A few years later, those same school operators and nearly three dozen veterans claiming to be students have been charged in a sweeping California felony criminal complaint calling for their arrest in connection with a $4.3 million fraudulent scheme.

The criminal complaint, announced April 4 by California’s attorney general, said that for four years the school’s operators recruited veterans to enroll for truck driver training on paper with the sole intent of being awarded tuition, housing allowances and fees without even stepping foot in a classroom.

For their part, the students would receive from $2,000 to $3,000 in housing allowance while the school would get the bulk of the VA tuition funding. The students collectively were paid nearly $2 million of the $4.3 million alleged fraud, according to the complaint.

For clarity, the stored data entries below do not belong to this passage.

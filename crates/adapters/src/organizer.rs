// SPDX-License-Identifier: MIT

//! The organizer: the one stage handler with real (non no-op) default
//! behavior, since filename conventions and review routing are part of
//! what makes Spindle's output usable without a media-server plugin.

use std::path::{Path, PathBuf};
use std::sync::Arc;

use async_trait::async_trait;
use spindle_core::{ErrorKind, QueueItem, StageError};

use crate::metadata::MetadataMatch;
use crate::notify::NotifierAdapter;
use crate::stage::{HealthStatus, StageContext, StageHandler};

/// Build the final library filename for a successfully identified item:
/// `"{title} ({year}).mkv"`.
pub fn final_filename(title: &str, year: Option<u32>) -> String {
    match year {
        Some(y) => format!("{title} ({y}).mkv"),
        None => format!("{title}.mkv"),
    }
}

/// Slugify a review reason into a filename-safe token:
/// `"low confidence"` -> `"low-confidence"`.
fn slugify(reason: &str) -> String {
    reason
        .trim()
        .to_ascii_lowercase()
        .chars()
        .map(|c| if c.is_ascii_alphanumeric() { c } else { '-' })
        .collect::<String>()
        .split('-')
        .filter(|s| !s.is_empty())
        .collect::<Vec<_>>()
        .join("-")
}

/// Build the review-dir filename for an item routed to manual review:
/// `"{reason-slug}-{fingerprint-lower}-{item-id}.mkv"`.
pub fn review_filename(review_reason: &str, fingerprint: &str, item_id: u64) -> String {
    format!("{}-{}-{}.mkv", slugify(review_reason), fingerprint.to_ascii_lowercase(), item_id)
}

#[derive(Debug, thiserror::Error)]
pub enum OrganizeError {
    #[error("io error moving {from} to {to}: {source}")]
    Move { from: PathBuf, to: PathBuf, #[source] source: std::io::Error },
    #[error("item has no encoded_file to organize")]
    NoEncodedFile,
}

/// Routes an item's encoded file to its final resting place: the library
/// path when identification succeeded cleanly, or `{review_dir}/...` when
/// `needs_review` is set.
pub struct DefaultOrganizer {
    pub library_root: PathBuf,
    pub review_dir: PathBuf,
}

impl DefaultOrganizer {
    pub fn new(library_root: impl Into<PathBuf>, review_dir: impl Into<PathBuf>) -> Self {
        Self { library_root: library_root.into(), review_dir: review_dir.into() }
    }

    /// Compute (without moving anything) where `item`'s encoded file
    /// should end up.
    pub fn target_for(&self, item: &QueueItem, title: &str, year: Option<u32>) -> PathBuf {
        if item.needs_review {
            let reason = item.review_reason.as_deref().unwrap_or("unreviewed");
            let dir = item.review_dir_override.as_ref().map(PathBuf::from).unwrap_or_else(|| self.review_dir.clone());
            dir.join(review_filename(reason, item.disc_fingerprint.as_str(), item.id.get()))
        } else {
            self.library_root.join(final_filename(title, year))
        }
    }

    /// Move `item`'s `encoded_file` to its computed target, returning the
    /// target path. Creates parent directories as needed.
    pub fn organize(&self, item: &QueueItem, title: &str, year: Option<u32>) -> Result<PathBuf, OrganizeError> {
        let source = item.encoded_file.as_deref().ok_or(OrganizeError::NoEncodedFile)?;
        let source = Path::new(source);
        let target = self.target_for(item, title, year);
        if let Some(parent) = target.parent() {
            std::fs::create_dir_all(parent)
                .map_err(|source_err| OrganizeError::Move { from: source.to_path_buf(), to: target.clone(), source: source_err })?;
        }
        std::fs::rename(source, &target)
            .map_err(|source_err| OrganizeError::Move { from: source.to_path_buf(), to: target.clone(), source: source_err })?;
        Ok(target)
    }
}

/// Wires [`DefaultOrganizer`] and a [`NotifierAdapter`] up as the real
/// `"organizer"` [`StageHandler`], replacing the no-op placeholder so S1/S2
/// are reachable from the live dispatch loop rather than only from this
/// module's own unit tests.
pub struct OrganizerStageHandler {
    organizer: DefaultOrganizer,
    notifier: Arc<dyn NotifierAdapter>,
}

impl OrganizerStageHandler {
    pub fn new(organizer: DefaultOrganizer, notifier: Arc<dyn NotifierAdapter>) -> Self {
        Self { organizer, notifier }
    }

    /// Title/year come from the identifier's metadata match when present
    /// (§4.7's pass-through metadata field); fall back to the disc's own
    /// title with no year so an unidentified disc still organizes somewhere
    /// sensible under the review directory.
    fn title_and_year(item: &QueueItem) -> (String, Option<u32>) {
        match item.metadata_json.as_deref().and_then(|raw| serde_json::from_str::<MetadataMatch>(raw).ok()) {
            Some(m) => (m.title, m.year),
            None => (item.disc_title.clone(), None),
        }
    }
}

#[async_trait]
impl StageHandler for OrganizerStageHandler {
    fn stage_key(&self) -> &'static str {
        "organizer"
    }

    async fn prepare(&self, _ctx: &StageContext, _item: &mut QueueItem) -> Result<(), StageError> {
        Ok(())
    }

    async fn execute(&self, _ctx: &StageContext, item: &mut QueueItem) -> Result<(), StageError> {
        let (title, year) = Self::title_and_year(item);
        let target = self.organizer.organize(item, &title, year).map_err(|e| {
            StageError::new(ErrorKind::ExternalTool, "organizer", "organize", e.to_string()).with_cause(e)
        })?;
        let target_display = target.display().to_string();
        item.final_file = Some(target_display.clone());

        if item.needs_review {
            let _ = self.notifier.event_unidentified_media(&item.disc_title).await;
        } else {
            let _ = self.notifier.event_organization_completed(&title, &target_display).await;
        }
        Ok(())
    }

    async fn health_check(&self, _ctx: &StageContext) -> HealthStatus {
        HealthStatus::Healthy
    }
}

#[cfg(test)]
mod tests {
    use super::*;
    use spindle_core::{Fingerprint, ItemId, ItemStatus, ProgressRecord};

    fn item(fingerprint: &str) -> QueueItem {
        QueueItem {
            id: ItemId::new(1),
            disc_title: "The Matrix".into(),
            source_path: None,
            disc_fingerprint: Fingerprint::new(fingerprint),
            status: ItemStatus::Organizing,
            progress: ProgressRecord::new("organizing", "x"),
            rip_spec_data: None,
            metadata_json: None,
            needs_review: false,
            review_reason: None,
            review_dir_override: None,
            ripped_file: None,
            encoded_file: None,
            final_file: None,
            encoding_details_json: None,
            error_message: None,
            background_log_path: None,
            created_at: 0,
            updated_at: 0,
            active_episode_key: None,
            allow_duplicate: false,
            priority: 0,
        }
    }

    #[test]
    fn s1_happy_path_filename() {
        assert_eq!(final_filename("The Matrix", Some(1999)), "The Matrix (1999).mkv");
    }

    #[test]
    fn s2_review_filename_matches_scenario() {
        assert_eq!(review_filename("low confidence", "FP1", 1), "low-confidence-fp1-1.mkv");
    }

    #[test]
    fn organize_moves_encoded_file_into_library() {
        let dir = tempfile::tempdir().unwrap();
        let encoded = dir.path().join("scratch.mkv");
        std::fs::write(&encoded, b"data").unwrap();

        let mut it = item("FP1");
        it.encoded_file = Some(encoded.display().to_string());

        let organizer = DefaultOrganizer::new(dir.path().join("library"), dir.path().join("review"));
        let target = organizer.organize(&it, "The Matrix", Some(1999)).unwrap();
        assert_eq!(target.file_name().unwrap(), "The Matrix (1999).mkv");
        assert!(target.exists());
        assert!(!encoded.exists());
    }

    #[test]
    fn organize_routes_needs_review_items_to_review_dir() {
        let dir = tempfile::tempdir().unwrap();
        let encoded = dir.path().join("scratch.mkv");
        std::fs::write(&encoded, b"data").unwrap();

        let mut it = item("FP1");
        it.encoded_file = Some(encoded.display().to_string());
        it.needs_review = true;
        it.review_reason = Some("low confidence".to_string());

        let organizer = DefaultOrganizer::new(dir.path().join("library"), dir.path().join("review"));
        let target = organizer.organize(&it, "The Matrix", Some(1999)).unwrap();
        assert_eq!(target.file_name().unwrap(), "low-confidence-fp1-1.mkv");
        assert!(target.starts_with(dir.path().join("review")));
    }

    #[tokio::test]
    async fn stage_handler_s1_organizes_and_notifies_completion() {
        use crate::notify::{FakeNotifierAdapter, NotifierAdapter};
        use spindle_core::Settings;
        use tokio_util::sync::CancellationToken;

        let dir = tempfile::tempdir().unwrap();
        let encoded = dir.path().join("scratch.mkv");
        std::fs::write(&encoded, b"data").unwrap();

        let mut it = item("FP1");
        it.encoded_file = Some(encoded.display().to_string());
        it.metadata_json = Some(serde_json::to_string(&MetadataMatch {
            title: "The Matrix".into(),
            content_id: "cid-1".into(),
            year: Some(1999),
            is_series: false,
        }).unwrap());

        let notifier = Arc::new(FakeNotifierAdapter::new());
        let organizer = DefaultOrganizer::new(dir.path().join("library"), dir.path().join("review"));
        let handler = OrganizerStageHandler::new(organizer, notifier.clone());

        let ctx = StageContext::new(Arc::new(Settings::default()), dir.path().to_path_buf(), CancellationToken::new());
        handler.execute(&ctx, &mut it).await.unwrap();

        assert!(it.final_file.as_deref().unwrap().ends_with("The Matrix (1999).mkv"));
        let calls = notifier.calls();
        assert_eq!(calls.len(), 1);
        assert!(calls[0].message.contains("The Matrix"));
    }

    #[tokio::test]
    async fn stage_handler_s2_organizes_to_review_and_notifies_unidentified() {
        use crate::notify::{FakeNotifierAdapter, NotifierAdapter};
        use spindle_core::Settings;
        use tokio_util::sync::CancellationToken;

        let dir = tempfile::tempdir().unwrap();
        let encoded = dir.path().join("scratch.mkv");
        std::fs::write(&encoded, b"data").unwrap();

        let mut it = item("FP1");
        it.encoded_file = Some(encoded.display().to_string());
        it.needs_review = true;
        it.review_reason = Some("low confidence".to_string());

        let notifier = Arc::new(FakeNotifierAdapter::new());
        let organizer = DefaultOrganizer::new(dir.path().join("library"), dir.path().join("review"));
        let handler = OrganizerStageHandler::new(organizer, notifier.clone());

        let ctx = StageContext::new(Arc::new(Settings::default()), dir.path().to_path_buf(), CancellationToken::new());
        handler.execute(&ctx, &mut it).await.unwrap();

        assert!(it.final_file.as_deref().unwrap().contains("low-confidence-fp1-1.mkv"));
        let calls = notifier.calls();
        assert_eq!(calls.len(), 1);
        assert!(calls[0].title.contains("needs review"));
    }
}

While the operators were seen bragging about their school in Bradshaw’s “Viewpoints” broadcast still on the school’s website, a man answering the phone said that he could not comment.

However, on the video, school owner Emmit Marshall said he founded the school in 2007 after receiving his commercial driver license. He said he was so disturbed by lack of attention he got as a student, he immediately changed his business plans and started his own school.

“After the economy collapsed, I found myself in a very unique position training CPAs, stock brokers, real estate brokers and veterans coming home,” Marshall said in the video. “That experience is what helped define us as a company and helped shape our niche.”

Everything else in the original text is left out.